Read through the data and report every line in which the word "MovementMode" occurs.

------ STORED DATA

impl CharacterMovement {
    /// Fraction of the capsule below the water surface, 0 when out of water.
    pub fn immersion_depth(&self, world: &dyn CollisionWorld) -> f32 {
        if !self.volume.water {
            return 0.0;
        }
        if self.half_height == 0.0 || self.config.buoyancy == 0.0 {
            return 1.0;
        }
        let half = self.component_axis_z() * self.half_height;
        match world.water_entry(self.location + half, self.location - half) {
            Some(time) => 1.0 - time,
            None => 1.0,
        }
    }

    pub(crate) fn phys_swimming(&mut self, world: &dyn CollisionWorld, delta_time: f32, mut iterations: u32) {
        if delta_time < MIN_TICK_TIME {
            return;
        }

        let gravity_dir = self.gravity_direction(false);
        if gravity_dir == Vec3::ZERO {
            self.acceleration = Vec3::ZERO;
            self.velocity = Vec3::ZERO;
            return;
        }

        self.restore_pre_additive_root_motion_velocity();

        let velocity_up = -self.velocity.dot(gravity_dir);
        let acceleration_up = -self.acceleration.dot(gravity_dir);
        let depth = self.immersion_depth(world);
        let net_buoyancy = self.config.buoyancy * depth;
        let max_swim_speed = self.config.max_swim_speed;
        let mut limited_up_acceleration = false;

        if !self.root_motion_overrides_velocity() && velocity_up > 0.33 * max_swim_speed && net_buoyancy != 0.0 {
            // Damp the climb out of water
            let damped = (0.33 * max_swim_speed).max(velocity_up * depth * depth);
            self.velocity = project_on_plane(self.velocity, gravity_dir) - gravity_dir * damped;
        } else if depth < 0.65 {
            limited_up_acceleration = acceleration_up > 0.0;
            self.acceleration = project_on_plane(self.acceleration, gravity_dir) - gravity_dir * acceleration_up.min(0.1);
        }

        iterations += 1;
        let mut old_location = self.location;
        self.just_teleported = false;

        if !self.root_motion_overrides_velocity() {
            let friction = 0.5 * self.volume.fluid_friction * depth;
            self.calc_velocity(delta_time, friction, true, self.max_braking_deceleration());
            self.velocity += self.gravity_vector() * (delta_time * (1.0 - net_buoyancy));
        }

        self.apply_root_motion_to_velocity(world, delta_time);

        let mut adjusted = self.velocity * delta_time;
        let (air_time, mut hit) = self.swim(world, adjusted);
        let remaining = delta_time * air_time;

        if !self.is_swimming() {
            self.start_new_physics(world, remaining, iterations);
            return;
        }

        if hit.time < 1.0 {
            let velocity_up = -self.velocity.dot(gravity_dir);
            if limited_up_acceleration && velocity_up >= 0.0 {
                // Climbing against an obstacle at the surface
                let climb = velocity_up + acceleration_up * delta_time;
                self.velocity = project_on_plane(self.velocity, gravity_dir) - gravity_dir * climb;
                adjusted = self.velocity * (1.0 - hit.time) * delta_time;
                let (_, retry_hit) = self.swim(world, adjusted);
                hit = retry_hit;
                if !self.is_swimming() {
                    self.start_new_physics(world, remaining, iterations);
                    return;
                }
            }

            let up_down = gravity_dir.dot(safe_normal(self.velocity));
            let mut stepped_up = false;
            if up_down < 0.5 && up_down > -0.2 && hit.impact_normal.dot(gravity_dir).abs() < 0.2 && self.can_step_up(&hit) {
                let step_location = self.location;
                let real_velocity = self.velocity;
                // Moving up may leave the water
                self.velocity = project_on_plane(self.velocity, gravity_dir) - gravity_dir;

                stepped_up = self.step_up(world, gravity_dir, adjusted * (1.0 - hit.time), &hit).is_some();
                if stepped_up {
                    self.update_physics_volume(world);
                    if !self.is_swimming() {
                        self.start_new_physics(world, remaining, iterations);
                        return;
                    }
                    old_location += gravity_dir * (self.location - step_location).dot(gravity_dir);
                }
                self.velocity = real_velocity;
            }

            if !stepped_up {
                self.handle_impact(world, &hit, delta_time, adjusted);
                let normal = hit.normal;
                self.slide_along_surface(world, adjusted, 1.0 - hit.time, normal, &mut hit, true);
            }
        }

        let moved_time = delta_time - remaining;
        if !self.root_motion_overrides_velocity() && !self.just_teleported && moved_time > KINDA_SMALL {
            let velocity_z = self.velocity.dot(gravity_dir);
            self.velocity = (self.location - old_location) / moved_time;
            if !self.volume.water {
                self.velocity = project_on_plane(self.velocity, gravity_dir) + gravity_dir * velocity_z;
            }
        }

        if !self.volume.water && self.is_swimming() {
            self.set_movement_mode(world, MovementMode::Falling);
        }
        if !self.is_swimming() {
            self.start_new_physics(world, remaining, iterations);
        }
    }

    /// Move through water by `delta`, stopping at the surface when leaving it.
    ///
    /// Returns the fraction of the move left over after surfacing, and the
    /// hit of the last move.
    pub fn swim(&mut self, world: &dyn CollisionWorld, delta: Vec3) -> (f32, Hit) {
        let start = self.location;
        let rotation = self.rotation;
        let mut hit = self.safe_move_updated_component(world, delta, rotation);
        self.update_physics_volume(world);

        let mut air_time = 0.0;
        if !self.is_in_water() {
            let location = self.location;
            let end = self.find_water_line(world, start, location);
            let desired_dist = delta.length();
            if end != location && desired_dist > KINDA_SMALL {
                air_time = (end - location).length() / desired_dist;
                // Water line ahead of us, not behind
                if (location - start).dot(end - location) > 0.0 {
                    air_time = 0.0;
                }
                hit = self.safe_move_updated_component(world, end - location, rotation);
                self.update_physics_volume(world);
            }
        }
        (air_time, hit)
    }

    /// Point on the water surface between a submerged and a dry location.
    ///
    /// The point is nudged slightly into the volume the character is in.
    pub fn find_water_line(&self, world: &dyn CollisionWorld, in_water: Vec3, out_of_water: Vec3) -> Vec3 {
        let Some(time) = world.water_entry(out_of_water, in_water) else {
            return out_of_water;
        };
        let direction = safe_normal(in_water - out_of_water);
        let surface = out_of_water + (in_water - out_of_water) * time;
        if self.is_in_water() {
            surface + direction * 0.1
        } else {
            surface - direction * 0.1
        }
    }

    /// Continue a sub-step that just entered water.
    pub(crate) fn start_swimming(
        &mut self,
        world: &dyn CollisionWorld,
        old_location: Vec3,
        old_velocity: Vec3,
        time_tick: f32,
        mut remaining: f32,
        iterations: u32,
    ) {
        if remaining < MIN_TICK_TIME || time_tick < MIN_TICK_TIME {
            return;
        }

        if !self.root_motion_overrides_velocity() && !self.just_teleported {
            // End velocity from the average velocity over the tick
            let average = (self.location - old_location) / time_tick;
            self.velocity = clamp_length_max(average * 2.0 - old_velocity, self.volume.terminal_velocity);
        }

        let location = self.location;
        let end = self.find_water_line(world, location, old_location);
        if end != location {
            let actual_dist = (location - old_location).length();
            if actual_dist > KINDA_SMALL {
                remaining += time_tick * (end - location).length() / actual_dist;
            }
            let rotation = self.rotation;
            self.move_updated_component(world, end - location, rotation);
        }

        let gravity_dir = self.gravity_direction(false);
        if !self.root_motion_overrides_velocity() && gravity_dir != Vec3::ZERO {
            let down_speed = self.velocity.dot(gravity_dir);
            if down_speed > 0.0 && down_speed < SWIM_BOB_SPEED * -2.0 {
                // Smooth bob at the surface
                let velocity_2d = project_on_plane(self.velocity, gravity_dir);
                self.velocity = velocity_2d - gravity_dir * (SWIM_BOB_SPEED - velocity_2d.length() * 0.7);
            }
        }

        if remaining >= MIN_TICK_TIME && iterations < self.config.max_simulation_iterations {
            self.phys_swimming(world, remaining, iterations);
        }
    }

    /// React to the physics volume changing under the character.
    pub(crate) fn physics_volume_changed(&mut self, world: &dyn CollisionWorld) {
        if !self.has_valid_data() {
            return;
        }

        if self.volume.water {
            if self.config.can_swim && !self.is_swimming() {
                self.set_movement_mode(world, MovementMode::Swimming);
            }
            return;
        }

        if !self.is_swimming() {
            return;
        }
        self.set_movement_mode(world, MovementMode::Falling);

        let gravity_dir = self.gravity_direction(true);
        if self.acceleration.dot(gravity_dir) >= 0.0 {
            return;
        }
        let Some(jump_dir) = self.should_jump_out_of_water(gravity_dir) else {
            return;
        };
        if jump_dir.dot(self.acceleration) > 0.0 && self.check_water_jump(world, jump_dir, gravity_dir) {
            debug!(location = ?self.location, "jumping out of water");
            self.velocity = project_on_plane(self.velocity, gravity_dir) - gravity_dir * self.config.out_of_water_z;
        }
    }

    /// Look direction when rising and looking up steeply enough to leave the water.
    pub fn should_jump_out_of_water(&self, gravity_dir: Vec3) -> Option<Vec3> {
        if self.velocity.dot(gravity_dir) >= 0.0 {
            return None;
        }
        let look = quat_axis_x(self.control_rotation.unwrap_or(self.rotation));
        let threshold = (self.config.jump_out_of_water_pitch + 90.0).to_radians().cos();
        (look.dot(gravity_dir) < threshold).then_some(look)
    }

    /// Whether a wall ahead is low enough to climb out onto.
    pub fn check_water_jump(&self, world: &dyn CollisionWorld, check_dir: Vec3, gravity_dir: Vec3) -> bool {
        if !self.has_valid_data() {
            return false;
        }

        let location = self.location;
        let check_point = location + safe_normal(project_on_plane(check_dir, gravity_dir)) * (self.radius * 1.2);
        let filter = QueryFilter::default();
        let hit = world.sweep(location, check_point, self.rotation, &self.capsule_shape(), &filter);
        if !hit.blocking {
            return false;
        }

        let wall_normal = -hit.impact_normal;
        let start = location - gravity_dir * self.config.max_step_height;
        let end = start + wall_normal * (self.radius * 3.2);
        let top = world.line_trace(start, end, &filter);
        !top.blocking || self.is_walkable(&top)
    }
}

------------

== ANSWER FOR THIS EXERCISE ==
            self.set_movement_mode(world, MovementMode::Falling);
                self.set_movement_mode(world, MovementMode::Swimming);
        self.set_movement_mode(world, MovementMode::Falling);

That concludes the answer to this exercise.